Corporate Governance

Challenges, Risks, and Impacts

Thaioil Group has encountered challenges in corporate governance, driven by changes in the business landscape. These include business transformation for operational expansion into international markets, alongside evolving laws and regulations that significantly impact and intensify the conduct of business. Hence, Thaioil Group has prioritized the governance principles as a guideline to prevent unethical pursuits of benefits and adapt to forthcoming changes and business transformations.

Commitments

Thaioil Group firmly believes that adhering to the principles of good corporate governance and business ethics are cornerstones for conducting an efficient, transparent, and accountable business. This fosters fairness for all stakeholders, yielding maximum benefits for shareholders, and ensuring sustainable business operations.

Management Approach and Performance

Management Approach 

Thaioil Group adheres to the principles of good corporate governance as a fundamental cornerstone in conducting business, serving as a strong foundation for fostering integrity, transparency, and enhancing organizational efficiency. This core principle is integral to driving sustained success and growth.

Board Governance and Composition

In order to maximize the benefits derived from the dedication and commitment of the Board members in performing their duties efficiently, the Company has determined the maximum number of the Board members according to the requirement of the listed company on the Stock Exchange of Thailand to not exceed three companies. This count includes the members serving on behalf of the Company.

The Board of Directors consists of at least 5 members but not more than fifteen (15) members. At least half of the total number of directors must have a registered address in Thailand. Directors may or may not be shareholders of the Company and must not exceed 70 years of age. The Board of Directors is appointed by the shareholders at the annual general meeting or appointed by the Board itself in the case of a vacancy occurring outside the annual meeting. Furthermore, the Board of Directors must include independent directors, comprising at least one-third of the total number of directors, with a minimum of three (3) individuals. Currently, the Company has more independent directors than required by law.

Board of Directors 

The Board of Directors consists of a minimum of five (5) and a maximum of fifteen (15) members as stipulated in the Company's bylaws. The Board delegates the Nomination and Remuneration Committee to perform the duties of recruiting and selecting directors and top executives in the event of vacant positions.

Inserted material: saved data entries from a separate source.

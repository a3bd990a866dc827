//! Tiles and their coordinates.

use serde::{Deserialize, Serialize};

/// Pixel coordinate of a tile's top-left corner.
#[derive(Clone, Copy, Debug, Default, PartialEq, Eq, Hash, Serialize, Deserialize)]
pub struct Point {
    pub x: i32,
    pub y: i32,
}

impl Point {
    #[must_use]
    pub const fn new(x: i32, y: i32) -> Self {
        Self { x, y }
    }
}

impl std::fmt::Display for Point {
    fn fmt(&self, f: &mut std::fmt::Formatter<'_>) -> std::fmt::Result {
        write!(f, "({}, {})", self.x, self.y)
    }
}

/// What a tile displays.
#[derive(Clone, Copy, Debug, PartialEq, Eq, Hash, Serialize, Deserialize)]
pub enum TileLabel {
    /// First tile, where the player starts.
    Start,
    /// Intermediate tile showing its 0-based index.
    Number(usize),
    /// Last tile. Reaching it wins the game.
    Castle,
}

impl TileLabel {
    /// Label for tile `index` on a board of `total` tiles.
    ///
    /// The castle takes precedence over Start, so a one-tile board is a
    /// single castle.
    #[must_use]
    pub fn for_index(index: usize, total: usize) -> Self {
        if index + 1 == total {
            TileLabel::Castle
        } else if index == 0 {
            TileLabel::Start
        } else {
            TileLabel::Number(index)
        }
    }

    #[must_use]
    pub fn is_terminal(self) -> bool {
        self == TileLabel::Castle
    }
}

impl std::fmt::Display for TileLabel {
    fn fmt(&self, f: &mut std::fmt::Formatter<'_>) -> std::fmt::Result {
        match self {
            TileLabel::Start => f.write_str("Start"),
            TileLabel::Number(n) => write!(f, "{n}"),
            TileLabel::Castle => f.write_str("🏰"),
        }
    }
}

/// One position on the board.
#[derive(Clone, Copy, Debug, PartialEq, Eq, Hash, Serialize, Deserialize)]
pub struct Tile {
    pub index: usize,
    pub coordinate: Point,
    pub label: TileLabel,
}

The composition of the Board of Directors must include a sufficient proportion of independent directors that are capable of overseeing and balancing the workings of the Board and the operations of the management. The Board of Directors must comprise at least one-third of independent directors with a minimum of three (3) individuals.

The qualifications of the Board of Directors comprise individuals with capability, credibility, and general acceptability. There must be diversity in skills, knowledge, and expertise, encompassing energy/ petroleum/ petrochemicals, engineering, accounting/ finance, law, economics, political science/ social sciences, security, information technology/ digital, business management/ organizational management/ corporate governance, as well as science/ innovation/ environmental aspects. The Board must include individuals with a minimum of three (3) directors who are knowledgeable about the Company's business, at least one (1) director in law, and at least one (1) director in accounting/ finance. Additionally, the Board Skill Matrix is prepared in a structured table displaying the skills, knowledge, and expertise of the Company's Board of Directors.

Independent Director’s Qualification  Thaioil has clearly defined the qualifications of independent directors, which are aligned more rigorously than those set by the Securities and Exchange Commission's (SEC) guidelines and the criteria used for evaluation in the Dow Jones Sustainability Indices (DJSI).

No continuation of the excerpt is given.